Sonal Shah, MD; Ilona J. Frieden, MD


Skin Therapy Letter. 2013;18(6) 

In This Article

Mechanism of Action of β-blockers on Infantile Hemangiomas

The exact mechanism of action of β-blockers for the treatment of IH is not yet completely understood, however, it is postulated to inhibit growth by at least four distinct mechanisms: vasoconstriction, inhibition of angiogenesis or vasculogenesis, induction of apoptosis, and recruitment of endothelial progenitor cells (EPCs) to the site of the hemangioma.[18–21] Of note, β-adrenergic receptors are expressed on endothelial cells of IH, which are found in abundance in the proliferative phase of IH.[19]

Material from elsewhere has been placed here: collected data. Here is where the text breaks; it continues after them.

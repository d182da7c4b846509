use clap::Args;
use rust_decimal::Decimal;
use serde_json::Value;

use lendcast_core::params::ModelParameters;
use lendcast_core::projector;
use lendcast_core::scenario::{self, ScenarioShock};

use crate::input;

/// Arguments for a single projection run
#[derive(Args)]
#[command(allow_hyphen_values = true)]
pub struct ProjectArgs {
    /// Path to a JSON file holding a full parameter set (overrides individual flags)
    #[arg(long)]
    pub input: Option<String>,

    /// First projection year
    #[arg(long)]
    pub start_year: Option<i32>,

    /// Projection horizon in years
    #[arg(long)]
    pub years: Option<u32>,

    /// Base (most recent) annual revenue
    #[arg(long)]
    pub base_revenue: Option<Decimal>,

    /// Annual revenue growth rate
    #[arg(long)]
    pub growth: Option<Decimal>,

    /// COGS as a share of revenue
    #[arg(long)]
    pub cogs_pct: Option<Decimal>,

    /// Operating expenses as a share of revenue
    #[arg(long)]
    pub opex_pct: Option<Decimal>,

    /// Capex as a share of revenue
    #[arg(long)]
    pub capex_pct: Option<Decimal>,

    /// Depreciation as a share of gross PP&E
    #[arg(long, alias = "da-pct")]
    pub da_pct_of_ppe: Option<Decimal>,

    /// Working capital as a share of revenue
    #[arg(long, alias = "wc-pct")]
    pub wc_pct_of_rev: Option<Decimal>,

    /// Existing debt at the start of the projection
    #[arg(long)]
    pub opening_debt: Option<Decimal>,

    /// Cash at the start of the projection
    #[arg(long)]
    pub opening_cash: Option<Decimal>,

    /// Gross PP&E at the start of the projection
    #[arg(long)]
    pub opening_ppe: Option<Decimal>,

    /// Rate on existing debt
    #[arg(long)]
    pub interest_rate: Option<Decimal>,

    /// Corporate tax rate
    #[arg(long)]
    pub tax_rate: Option<Decimal>,

    /// Discount rate for DCF valuation
    #[arg(long)]
    pub wacc: Option<Decimal>,

    /// Perpetuity growth rate for the terminal value
    #[arg(long)]
    pub terminal_growth: Option<Decimal>,

    /// New facility principal
    #[arg(long)]
    pub facility_amount: Option<Decimal>,

    /// New facility annual rate
    #[arg(long)]
    pub facility_rate: Option<Decimal>,

    /// New facility tenor in years
    #[arg(long)]
    pub facility_tenor: Option<u32>,

    /// Interest-only years at the front of the facility
    #[arg(long)]
    pub interest_only_years: Option<u32>,

    /// Minimum DSCR covenant
    #[arg(long)]
    pub min_dscr: Option<Decimal>,

    /// Minimum ICR covenant
    #[arg(long)]
    pub target_icr: Option<Decimal>,

    /// Maximum net debt / EBITDA covenant
    #[arg(long)]
    pub max_nd_to_ebitda: Option<Decimal>,

    /// Maximum loan-to-value covenant
    #[arg(long)]
    pub max_ltv: Option<Decimal>,

    /// Preset scenario name: base, mild_downside, severe_downside,
    /// cost_inflation, rate_shock
    #[arg(long)]
    pub scenario: Option<String>,

    /// Additive delta on the growth rate
    #[arg(long)]
    pub growth_delta: Option<Decimal>,

    /// Additive delta on the COGS percentage
    #[arg(long)]
    pub cogs_delta: Option<Decimal>,

    /// Additive delta on the opex percentage
    #[arg(long)]
    pub opex_delta: Option<Decimal>,

    /// Additive delta on the capex percentage
    #[arg(long)]
    pub capex_delta: Option<Decimal>,

    /// Additive delta on every debt rate
    #[arg(long)]
    pub rate_delta: Option<Decimal>,

    /// Additive delta on the WACC
    #[arg(long)]
    pub wacc_delta: Option<Decimal>,

    /// Additive delta on the terminal growth rate
    #[arg(long)]
    pub term_g_delta: Option<Decimal>,
}

/// Arguments for the preset stress-scenario suite
#[derive(Args)]
#[command(allow_hyphen_values = true)]
pub struct StressArgs {
    /// Path to a JSON file holding a full parameter set
    #[arg(long)]
    pub input: Option<String>,

    /// Path to a JSON file holding a custom shock to append to the suite
    #[arg(long)]
    pub shock: Option<String>,

    /// Additive delta on the growth rate (custom scenario)
    #[arg(long)]
    pub growth_delta: Option<Decimal>,

    /// Additive delta on the COGS percentage (custom scenario)
    #[arg(long)]
    pub cogs_delta: Option<Decimal>,

    /// Additive delta on the opex percentage (custom scenario)
    #[arg(long)]
    pub opex_delta: Option<Decimal>,

    /// Additive delta on the capex percentage (custom scenario)
    #[arg(long)]
    pub capex_delta: Option<Decimal>,

    /// Additive delta on every debt rate (custom scenario)
    #[arg(long)]
    pub rate_delta: Option<Decimal>,

    /// Additive delta on the WACC (custom scenario)
    #[arg(long)]
    pub wacc_delta: Option<Decimal>,

    /// Additive delta on the terminal growth rate (custom scenario)
    #[arg(long)]
    pub term_g_delta: Option<Decimal>,
}

pub fn run_project(args: ProjectArgs) -> Result<Value, Box<dyn std::error::Error>> {
    let params = resolve_params(&args)?;

    let shock = if let Some(ref name) = args.scenario {
        scenario::preset_shocks()
            .into_iter()
            .find(|p| p.name == *name)
            .map(|p| p.shock)
            .ok_or_else(|| format!("Unknown scenario preset: {}", name))?
    } else {
        ScenarioShock {
            growth_delta: args.growth_delta.unwrap_or_default(),
            cogs_delta: args.cogs_delta.unwrap_or_default(),
            opex_delta: args.opex_delta.unwrap_or_default(),
            capex_delta: args.capex_delta.unwrap_or_default(),
            rate_delta: args.rate_delta.unwrap_or_default(),
            wacc_delta: args.wacc_delta.unwrap_or_default(),
            term_g_delta: args.term_g_delta.unwrap_or_default(),
        }
    };

    let effective = if shock.is_zero() {
        params
    } else {
        scenario::apply_shocks(&params, &shock)
    };

    let result = projector::project(&effective)?;
    Ok(serde_json::to_value(result)?)
}

pub fn run_stress(args: StressArgs) -> Result<Value, Box<dyn std::error::Error>> {
    let params: ModelParameters = if let Some(ref path) = args.input {
        input::file::read_json(path)?
    } else if let Some(data) = input::stdin::read_stdin()? {
        serde_json::from_value(data)?
    } else {
        return Err("--input file (or piped JSON) is required for stress testing".into());
    };

    let custom: Option<ScenarioShock> = if let Some(ref path) = args.shock {
        Some(input::file::read_json(path)?)
    } else {
        let flags = ScenarioShock {
            growth_delta: args.growth_delta.unwrap_or_default(),
            cogs_delta: args.cogs_delta.unwrap_or_default(),
            opex_delta: args.opex_delta.unwrap_or_default(),
            capex_delta: args.capex_delta.unwrap_or_default(),
            rate_delta: args.rate_delta.unwrap_or_default(),
            wacc_delta: args.wacc_delta.unwrap_or_default(),
            term_g_delta: args.term_g_delta.unwrap_or_default(),
        };
        if flags.is_zero() { None } else { Some(flags) }
    };

    let result = scenario::run_stress_suite(&params, custom.as_ref())?;
    Ok(serde_json::to_value(result)?)
}

/// Parameters come from a file, piped JSON, or individual flags
/// resolved through the builder's defaults.
fn resolve_params(args: &ProjectArgs) -> Result<ModelParameters, Box<dyn std::error::Error>> {
    if let Some(ref path) = args.input {
        return Ok(input::file::read_json(path)?);
    }
    if let Some(data) = input::stdin::read_stdin()? {
        return Ok(serde_json::from_value(data)?);
    }

    let base_revenue = args
        .base_revenue
        .ok_or("--base-revenue is required (or provide --input)")?;

    let mut builder = ModelParameters::builder().base_revenue(base_revenue);

    // Same fallbacks the builder itself resolves to
    if args.start_year.is_some() || args.years.is_some() {
        builder = builder.horizon(args.start_year.unwrap_or(2025), args.years.unwrap_or(5));
    }

    if let Some(v) = args.growth {
        builder = builder.growth(v);
    }
    if let Some(v) = args.cogs_pct {
        builder = builder.cogs_pct(v);
    }
    if let Some(v) = args.opex_pct {
        builder = builder.opex_pct(v);
    }
    if let Some(v) = args.capex_pct {
        builder = builder.capex_pct(v);
    }
    if let Some(v) = args.da_pct_of_ppe {
        builder = builder.da_pct_of_ppe(v);
    }
    if let Some(v) = args.wc_pct_of_rev {
        builder = builder.wc_pct_of_rev(v);
    }
    if let Some(v) = args.opening_debt {
        builder = builder.opening_debt(v);
    }
    if let Some(v) = args.opening_cash {
        builder = builder.opening_cash(v);
    }
    if let Some(v) = args.opening_ppe {
        builder = builder.opening_ppe(v);
    }
    if let Some(v) = args.interest_rate {
        builder = builder.interest_rate(v);
    }
    if let Some(v) = args.tax_rate {
        builder = builder.tax_rate(v);
    }
    if let Some(v) = args.wacc {
        builder = builder.wacc(v);
    }
    if let Some(v) = args.terminal_growth {
        builder = builder.terminal_growth(v);
    }
    if let Some(v) = args.facility_amount {
        builder = builder.facility_amount(v);
    }
    if let Some(v) = args.facility_rate {
        builder = builder.facility_rate(v);
    }
    if let Some(v) = args.facility_tenor {
        builder = builder.facility_tenor(v);
    }
    if let Some(v) = args.interest_only_years {
        builder = builder.interest_only_years(v);
    }
    if let Some(v) = args.min_dscr {
        builder = builder.min_dscr(v);
    }
    if let Some(v) = args.target_icr {
        builder = builder.target_icr(v);
    }
    if let Some(v) = args.max_nd_to_ebitda {
        builder = builder.max_nd_to_ebitda(v);
    }
    if let Some(v) = args.max_ltv {
        builder = builder.max_ltv(v);
    }

    Ok(builder.build()?)
}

Vascular tone results from a complex interplay of a variety of chemokines in the body and their interaction with receptors located on endothelial cell surfaces. Several studies have demonstrated that activation of β-adrenergic receptors promotes vasodilation.[19,22] The use of β-blockers to mitigate the interaction of adrenaline mediated activation of β2-receptors results in vasoconstriction, which leads to reduced blood flow within the hemangioma. Clinically, propranolol can induce a noticeable change in color, as well as softening of the IH, often within the first few days or even hours after initiating therapy.[18]

Activation of β-adrenergic receptors leads to increased release of VEGF, which appears to promote both angiogenesis and vasculogenesis in IH. Inhibition of these receptors by β-blockers results in reduced VEGF production, thereby limiting proliferation of vasculature and possibly arresting growth.

β-adrenergic receptors are thought to play a role in apoptosis. Blockade of β-receptors have been shown to induce apoptosis in cultured endothelial cells,[21] which is hypothesized to contribute to the effectiveness of propranolol in the treatment of IH. In addition, newer literature also reports that beta blockage can also promote involution of IH through regulation of the renin-angiotensin pathway.[23] As well, β-blockers may decrease migration of EPCs, such that they are prevented from migrating to areas predisposed to hemangioma formation.[20]